=== Exercise directions ===
A word-for-word repeat of the records below is what this calls for.

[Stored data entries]
++++++++++

use chrono::Datelike;
use serde::{Deserialize, Serialize};

use crate::shared::query::parse_period_label;

/// Строка агрегата продаж за период, как её отдаёт API графиков.
///
/// `period` arrives in several shapes depending on the endpoint:
/// `Jan2024`, `2024-01` or a bare year `2024` (then `month` carries the month).
#[derive(Debug, Clone, PartialEq, Serialize, Deserialize)]
pub struct PeriodAmountRow {
    pub period: String,
    #[serde(default)]
    pub month: Option<u32>,
    #[serde(default)]
    pub amount: f64,
    #[serde(rename = "salesPersonName", default)]
    pub sales_person_name: Option<String>,
}

impl PeriodAmountRow {
    pub fn new(period: impl Into<String>, amount: f64) -> Self {
        Self {
            period: period.into(),
            month: None,
            amount,
            sales_person_name: None,
        }
    }

    /// (year, month 1..=12) resolved from `period` and `month`
    pub fn year_month(&self) -> (Option<i32>, Option<u32>) {
        let period = self.period.trim();
        if let Ok(date) = parse_period_label(period) {
            return (Some(date.year()), Some(date.month()));
        }
        if let Some((y, m)) = period.split_once('-') {
            let year = y.parse::<i32>().ok();
            let month = m.parse::<u32>().ok().filter(|m| (1..=12).contains(m));
            return (year, month.or(self.valid_month()));
        }
        (period.parse::<i32>().ok(), self.valid_month())
    }

    fn valid_month(&self) -> Option<u32> {
        self.month.filter(|m| (1..=12).contains(m))
    }
}

/// Top-of-dashboard totals
#[derive(Debug, Clone, Default, PartialEq, Serialize, Deserialize)]
pub struct SalesSummary {
    #[serde(rename = "totalSales", default)]
    pub total_sales: f64,
    #[serde(rename = "invoiceCount", default)]
    pub invoice_count: u64,
    #[serde(rename = "paidAmount", default)]
    pub paid_amount: f64,
    #[serde(rename = "unpaidAmount", default)]
    pub unpaid_amount: f64,
}

#[cfg(test)]
mod tests {
    use super::*;

    #[test]
    fn test_year_month_shapes() {
        assert_eq!(PeriodAmountRow::new("Mar2024", 1.0).year_month(), (Some(2024), Some(3)));
        assert_eq!(PeriodAmountRow::new("2024-11", 1.0).year_month(), (Some(2024), Some(11)));

        let mut bare = PeriodAmountRow::new("2024", 1.0);
        assert_eq!(bare.year_month(), (Some(2024), None));
        bare.month = Some(7);
        assert_eq!(bare.year_month(), (Some(2024), Some(7)));
        bare.month = Some(13);
        assert_eq!(bare.year_month(), (Some(2024), None));
    }
}
pub mod p900_sales_invoice;
pub mod p901_sales_person_invoice;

++++++++++

=== The completed task ===
use chrono::Datelike;
use serde::{Deserialize, Serialize};

use crate::shared::query::parse_period_label;

/// Строка агрегата продаж за период, как её отдаёт API графиков.
///
/// `period` arrives in several shapes depending on the endpoint:
/// `Jan2024`, `2024-01` or a bare year `2024` (then `month` carries the month).
#[derive(Debug, Clone, PartialEq, Serialize, Deserialize)]
pub struct PeriodAmountRow {
    pub period: String,
    #[serde(default)]
    pub month: Option<u32>,
    #[serde(default)]
    pub amount: f64,
    #[serde(rename = "salesPersonName", default)]
    pub sales_person_name: Option<String>,
}

impl PeriodAmountRow {
    pub fn new(period: impl Into<String>, amount: f64) -> Self {
        Self {
            period: period.into(),
            month: None,
            amount,
            sales_person_name: None,
        }
    }

    /// (year, month 1..=12) resolved from `period` and `month`
    pub fn year_month(&self) -> (Option<i32>, Option<u32>) {
        let period = self.period.trim();
        if let Ok(date) = parse_period_label(period) {
            return (Some(date.year()), Some(date.month()));
        }
        if let Some((y, m)) = period.split_once('-') {
            let year = y.parse::<i32>().ok();
            let month = m.parse::<u32>().ok().filter(|m| (1..=12).contains(m));
            return (year, month.or(self.valid_month()));
        }
        (period.parse::<i32>().ok(), self.valid_month())
    }

    fn valid_month(&self) -> Option<u32> {
        self.month.filter(|m| (1..=12).contains(m))
    }
}

/// Top-of-dashboard totals
#[derive(Debug, Clone, Default, PartialEq, Serialize, Deserialize)]
pub struct SalesSummary {
    #[serde(rename = "totalSales", default)]
    pub total_sales: f64,
    #[serde(rename = "invoiceCount", default)]
    pub invoice_count: u64,
    #[serde(rename = "paidAmount", default)]
    pub paid_amount: f64,
    #[serde(rename = "unpaidAmount", default)]
    pub unpaid_amount: f64,
}

#[cfg(test)]
mod tests {
    use super::*;

    #[test]
    fn test_year_month_shapes() {
        assert_eq!(PeriodAmountRow::new("Mar2024", 1.0).year_month(), (Some(2024), Some(3)));
        assert_eq!(PeriodAmountRow::new("2024-11", 1.0).year_month(), (Some(2024), Some(11)));

        let mut bare = PeriodAmountRow::new("2024", 1.0);
        assert_eq!(bare.year_month(), (Some(2024), None));
        bare.month = Some(7);
        assert_eq!(bare.year_month(), (Some(2024), Some(7)));
        bare.month = Some(13);
        assert_eq!(bare.year_month(), (Some(2024), None));
    }
}
pub mod p900_sales_invoice;
pub mod p901_sales_person_invoice;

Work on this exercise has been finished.